Retail media is advertising sold by retailers across the channels they own. This can include websites, apps, loyalty programs, email, marketplaces and physical store environments. In-store retail media uses digital signage, LED displays, LCD screens, kiosks and other managed media touchpoints to reach shoppers while they are inside or near retail locations.
The category is growing because retailers have valuable customer relationships, store traffic and purchase context. Brands want access to that context, while retailers want to monetise their owned channels responsibly.
A retailer defines available media inventory, packages it into campaign products and sells that inventory to brands or suppliers. In-store networks need screens, CMS scheduling, content approval, proof-of-play reporting and measurement methodology. Online channels need ad serving, targeting, commerce integration and attribution.
For the parent pillar and infrastructure model, see Retail Media Platform Australia. The platform layer turns signage into managed media inventory rather than unmanaged screen content.
Online retail media is usually closer to search, product discovery and digital conversion. In-store retail media is closer to physical availability, shopper attention and point-of-purchase influence. The best retail media strategy connects both, but the operating requirements are different.

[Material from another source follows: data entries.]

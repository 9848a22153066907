//! User-facing wrapper pairing a step engine with a screen.

use tilelife_core::{BitPlane, Generation, Pattern};

use crate::collab::Screen;
use crate::config::{ConfigError, EngineConfig};
use crate::metrics::StepMetrics;
use crate::step::StepEngine;

/// A grid that redraws itself after every generation.
///
/// # Example
///
/// ```
/// use tilelife_engine::{EngineConfig, NullScreen, World};
///
/// let mut world = World::new(EngineConfig::new(8, 8), NullScreen).unwrap();
/// for c in 2..=4 {
///     world.set_cell(3, c, true);
/// }
/// world.take_step();
/// assert!(world.get_cell(2, 3) && world.get_cell(4, 3));
/// ```
pub struct World<S: Screen> {
    engine: StepEngine,
    screen: S,
}

impl<S: Screen> World<S> {
    /// Build an empty world drawing to `screen`.
    pub fn new(config: EngineConfig, screen: S) -> Result<Self, ConfigError> {
        Ok(Self::from_engine(StepEngine::new(config)?, screen))
    }

    /// Wrap an existing engine.
    pub fn from_engine(engine: StepEngine, screen: S) -> Self {
        Self { engine, screen }
    }

    /// Advance one generation, then redraw the whole plane.
    pub fn take_step(&mut self) -> &StepMetrics {
        self.engine.step();
        self.screen.redraw(self.engine.current());
        self.engine.last_metrics()
    }

    /// Redraw without stepping.
    pub fn redraw(&mut self) {
        self.screen.redraw(self.engine.current());
    }

    /// State of a cell. Off-grid cells are dead.
    pub fn get_cell(&self, row: i32, col: i32) -> bool {
        self.engine.get_cell(row, col)
    }

    /// Set a cell. Off-grid writes are ignored; nothing is redrawn.
    pub fn set_cell(&mut self, row: i32, col: i32, alive: bool) {
        self.engine.set_cell(row, col, alive);
    }

    /// Stamp `pattern` at `(row, col)`; nothing is redrawn.
    pub fn stamp(&mut self, pattern: &Pattern, row: i32, col: i32) {
        self.engine.stamp(pattern, row, col);
    }

    /// The current plane.
    pub fn plane(&self) -> &BitPlane {
        self.engine.current()
    }

    /// Generations completed.
    pub fn generation(&self) -> Generation {
        self.engine.generation()
    }

    /// The underlying engine.
    pub fn engine(&self) -> &StepEngine {
        &self.engine
    }

    /// Mutable access to the underlying engine.
    pub fn engine_mut(&mut self) -> &mut StepEngine {
        &mut self.engine
    }

    /// The screen.
    pub fn screen(&self) -> &S {
        &self.screen
    }

    /// Take the world apart.
    pub fn into_parts(self) -> (StepEngine, S) {
        (self.engine, self.screen)
    }
}

impl<S: Screen> std::fmt::Debug for World<S> {
    fn fmt(&self, f: &mut std::fmt::Formatter<'_>) -> std::fmt::Result {
        f.debug_struct("World").field("engine", &self.engine).finish()
    }
}
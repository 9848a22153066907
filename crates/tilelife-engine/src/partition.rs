//! Deterministic decomposition of the grid into overlapping regions.
//!
//! Regions are laid out as a grid of *bands* (row spans) by *tiles* (column
//! spans) and visited band by band, left to right. Consecutive spans share
//! exactly one row or column:
//!
//! ```text
//! span 0: [0 ........ e-1]
//! span 1:            [e-1 ........ 2e-2]
//! span 2:                         [2e-2 ... len-1]
//! ```
//!
//! The earlier span defers the shared line and the later span commits it,
//! so the commit footprints of all regions tile the grid exactly once.

use tilelife_core::Region;

use crate::config::{ConfigError, EngineConfig, PartitionStrategy};

/// One axis span: `(start, len, defers_last)`.
type Span = (u32, u32, bool);

/// Cut `0..len` into spans of at most `extent` overlapping by one.
///
/// `extent` must be at least 2 unless it covers the whole axis.
fn spans(len: u32, extent: u32) -> Vec<Span> {
    let mut out = Vec::new();
    let mut start = 0u32;
    loop {
        let end = start.saturating_add(extent - 1).min(len - 1);
        let defers = end < len - 1;
        out.push((start, end - start + 1, defers));
        if !defers {
            return out;
        }
        start = end;
    }
}

/// The fixed, ordered region sequence for one grid geometry.
///
/// Built once at engine construction and replayed every step. Iterating a
/// plan always yields the same regions in the same order.
#[derive(Clone, Debug)]
pub struct PartitionPlan {
    rows: u32,
    cols: u32,
    strategy: PartitionStrategy,
    regions: Vec<Region>,
    max_area: usize,
    max_height: u32,
}

impl PartitionPlan {
    /// Plan a `rows x cols` grid with the given strategy.
    ///
    /// `Auto` strategies are resolved first; the stored strategy is the
    /// concrete one.
    pub fn new(rows: u32, cols: u32, strategy: PartitionStrategy) -> Result<Self, ConfigError> {
        Self::for_config(&EngineConfig::new(rows, cols).with_strategy(strategy))
    }

    /// Plan the grid described by `config`.
    pub fn for_config(config: &EngineConfig) -> Result<Self, ConfigError> {
        let strategy = config.resolved_strategy()?;
        let (rows, cols) = (config.rows, config.cols);
        let (band_rows, tile_cols) = match strategy {
            PartitionStrategy::Whole => (rows, cols),
            PartitionStrategy::Strip { rows: band } => (band, cols),
            PartitionStrategy::Block {
                rows: tile_rows,
                cols: tile_cols,
            } => (tile_rows, tile_cols),
            PartitionStrategy::Auto { .. } => unreachable!("resolve() never returns Auto"),
        };

        let row_spans = spans(rows, band_rows);
        let col_spans = spans(cols, tile_cols);
        let mut regions = Vec::with_capacity(row_spans.len() * col_spans.len());
        for &(row, height, defer_bottom) in &row_spans {
            for &(col, width, defer_right) in &col_spans {
                regions.push(Region::new(row, col, height, width, defer_bottom, defer_right));
            }
        }
        let max_area = regions.iter().map(Region::area).max().unwrap_or(0);
        let max_height = regions.iter().map(Region::height).max().unwrap_or(0);

        Ok(Self {
            rows,
            cols,
            strategy,
            regions,
            max_area,
            max_height,
        })
    }

    /// Grid height the plan covers.
    pub fn rows(&self) -> u32 {
        self.rows
    }

    /// Grid width the plan covers.
    pub fn cols(&self) -> u32 {
        self.cols
    }

    /// The resolved strategy.
    pub fn strategy(&self) -> PartitionStrategy {
        self.strategy
    }

    /// Regions in processing order.
    pub fn regions(&self) -> &[Region] {
        &self.regions
    }

    /// Iterate regions in processing order. Restartable.
    pub fn iter(&self) -> std::slice::Iter<'_, Region> {
        self.regions.iter()
    }

    /// Number of regions per step.
    pub fn len(&self) -> usize {
        self.regions.len()
    }

    /// Always `false`: a valid grid has at least one region.
    pub fn is_empty(&self) -> bool {
        self.regions.is_empty()
    }

    /// Cells in the largest region: the scratch matrix size.
    pub fn max_region_area(&self) -> usize {
        self.max_area
    }

    /// Rows in the tallest region: the column carry size.
    pub fn max_region_height(&self) -> u32 {
        self.max_height
    }

    /// Transient bytes a step needs: scratch matrix plus both carries.
    pub fn transient_bytes(&self) -> usize {
        self.max_area + self.cols as usize + self.max_height as usize
    }
}

impl<'a> IntoIterator for &'a PartitionPlan {
    type Item = &'a Region;
    type IntoIter = std::slice::Iter<'a, Region>;

    fn into_iter(self) -> Self::IntoIter {
        self.regions.iter()
    }
}
//! Integration test: classic patterns, border behaviour and commit coverage.

use tilelife_core::{BitPlane, Generation};
use tilelife_engine::{
    CommitTally, Committer, EngineConfig, Handoff, NeighborCounter, PartitionPlan,
    PartitionStrategy, ScratchCounts, StepEngine,
};
use tilelife_test_utils::fixtures::{blinker, blinker_vertical, block, glider, random_soup, seeded};
use tilelife_test_utils::reference_step;

const STRATEGIES: [PartitionStrategy; 4] = [
    PartitionStrategy::Whole,
    PartitionStrategy::Strip { rows: 8 },
    PartitionStrategy::Strip { rows: 3 },
    PartitionStrategy::Block { rows: 5, cols: 4 },
];

fn engine(plane: BitPlane, strategy: PartitionStrategy) -> StepEngine {
    let config = EngineConfig::new(plane.rows(), plane.cols()).with_strategy(strategy);
    StepEngine::with_plane(config, plane).unwrap()
}

// ── Patterns ───────────────────────────────────────────────────────

#[test]
fn blinker_has_period_two() {
    for strategy in STRATEGIES {
        let mut e = engine(seeded(16, 16, &blinker(), 7, 6), strategy);
        e.step();
        assert!(
            blinker_vertical().matches_at(e.current(), 6, 7),
            "{strategy}: expected vertical phase"
        );
        e.step();
        assert!(blinker().matches_at(e.current(), 7, 6), "{strategy}");
    }
}

#[test]
fn block_is_still() {
    for strategy in STRATEGIES {
        for (row, col) in [(0, 0), (6, 6), (7, 7), (14, 14)] {
            let seed = seeded(16, 16, &block(), row, col);
            let mut e = engine(seed.clone(), strategy);
            e.step_n(4);
            assert_eq!(e.current(), &seed, "{strategy} at ({row}, {col})");
        }
    }
}

#[test]
fn device_blinker_and_block() {
    let mut e = StepEngine::new(EngineConfig::default()).unwrap();
    for col in 4..=6 {
        e.set_cell(5, col, true);
    }
    for (row, col) in [(10, 10), (10, 11), (11, 10), (11, 11)] {
        e.set_cell(row, col, true);
    }
    let block_cells = [(10, 10), (10, 11), (11, 10), (11, 11)];

    e.step();
    let live: Vec<(u32, u32)> = e.current().live_cells().collect();
    let mut expected = vec![(4, 5), (5, 5), (6, 5)];
    expected.extend(block_cells);
    assert_eq!(live, expected);

    e.step();
    let live: Vec<(u32, u32)> = e.current().live_cells().collect();
    let mut expected = vec![(5, 4), (5, 5), (5, 6)];
    expected.extend(block_cells);
    assert_eq!(live, expected);
}

#[test]
fn glider_moves_one_diagonal_every_four_generations() {
    for strategy in STRATEGIES {
        let mut e = engine(seeded(32, 32, &glider(), 1, 1), strategy);
        for hop in 1..=6 {
            e.step_n(4);
            assert!(
                glider().matches_at(e.current(), 1 + hop, 1 + hop),
                "{strategy}: glider lost after {} generations",
                e.generation()
            );
        }
        assert_eq!(e.generation(), Generation(24));
    }
}

// ── Borders ────────────────────────────────────────────────────────

#[test]
fn no_wrap_at_edges() {
    // A blinker on the top edge loses its upper half instead of wrapping.
    for strategy in STRATEGIES {
        let mut e = engine(seeded(10, 10, &blinker(), 0, 3), strategy);
        e.step();
        let live: Vec<(u32, u32)> = e.current().live_cells().collect();
        assert_eq!(live, vec![(0, 4), (1, 4)], "{strategy}");
    }
}

#[test]
fn corner_cells_see_only_three_neighbours() {
    // Full 2x2 grid: each cell has exactly three in-grid neighbours.
    let mut plane = BitPlane::new(2, 2).unwrap();
    for (r, c) in [(0, 0), (0, 1), (1, 0), (1, 1)] {
        plane.set(r, c, true);
    }
    let mut e = engine(plane.clone(), PartitionStrategy::Whole);
    e.step();
    assert_eq!(e.current(), &plane);
}

#[test]
fn single_row_and_single_column_grids() {
    for (rows, cols) in [(1, 9), (9, 1), (1, 1)] {
        let seed = random_soup(rows, cols, 0.6, 5);
        for strategy in STRATEGIES {
            let mut e = engine(seed.clone(), strategy);
            e.step();
            assert_eq!(e.current(), &reference_step(&seed), "{rows}x{cols} {strategy}");
        }
    }
}

// ── Commit coverage ────────────────────────────────────────────────

#[test]
fn stale_next_plane_is_fully_overwritten() {
    // Drive the pipeline by hand into a `next` plane full of garbage: every
    // cell must still come out as the reference says.
    let current = random_soup(20, 20, 0.4, 11);
    let plan = PartitionPlan::new(20, 20, PartitionStrategy::Block { rows: 6, cols: 7 }).unwrap();
    let mut scratch = ScratchCounts::new(plan.max_region_area());
    let mut handoff = Handoff::new(plan.cols(), plan.max_region_height());
    let committer = Committer::default();
    let mut next = random_soup(20, 20, 0.5, 12);
    let mut tally = CommitTally::default();

    for region in &plan {
        scratch.begin(region);
        handoff.load(region, &mut scratch);
        NeighborCounter.count(&current, region, &mut scratch);
        handoff.export(region, &scratch);
        tally += committer.commit(&current, &scratch, region, &mut next);
    }

    let expected = reference_step(&current);
    assert_eq!(next, expected);
    assert_eq!(tally.live as usize, expected.population());
}

#[test]
fn every_cell_is_committed_exactly_once() {
    for strategy in STRATEGIES {
        let plan = PartitionPlan::new(23, 19, strategy).unwrap();
        for row in 0..23 {
            for col in 0..19 {
                let owners = plan.iter().filter(|r| r.commits(row, col)).count();
                assert_eq!(owners, 1, "{strategy}: ({row}, {col}) has {owners} owners");
            }
        }
    }
}

#[test]
fn stepping_does_not_touch_cells_it_should_not() {
    // A dead grid with one live still-life far away: only that corner changes.
    let seed = seeded(40, 40, &block(), 30, 30);
    let mut e = engine(seed.clone(), PartitionStrategy::Block { rows: 9, cols: 9 });
    e.step_n(3);
    assert_eq!(e.current(), &seed);
    assert_eq!(e.last_metrics().births + e.last_metrics().deaths, 0);
}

| Channel | Online retail media | In-store retail media |
|---|---|---|
| Environment | Retailer website, app, email or marketplace | Physical store, screens, audio, kiosks and displays |
| Audience signal | Search, browsing, loyalty and transaction data | Store visits, location context and shopper behaviour |
| Creative format | Sponsored products, banners, video, offers | Digital signage, LED, LCD, menu boards and retail screens |
| Measurement | Clicks, conversions, ROAS and attribution | Proof-of-play, audience estimates, sales context and store analytics |
| Strength | Targeted digital conversion | Influence close to purchase and physical availability |
In-store retail media requires hardware discipline. Screens must be correctly placed, content must be scheduled, playback must be verified and store operations must support the network. Without those foundations, the channel is difficult to sell with confidence.
Retailers can create a new commercial revenue stream from existing store audiences. Supplier campaigns can be packaged around product launches, seasonal events, category promotions or brand takeovers. Retail media also gives retailers more control than external advertising because the media sits within owned environments.
The strongest retailer benefit is not just revenue. It is the ability to combine communication, merchandising and media operations in a governed network. That requires a CMS, screen inventory, permissions, proof-of-play and reporting.
Brands benefit from reaching shoppers close to the point of purchase. In-store media can support awareness, product education, impulse decisions, promotional timing and category moments. It can also complement online retail media by reinforcing campaigns in the physical store.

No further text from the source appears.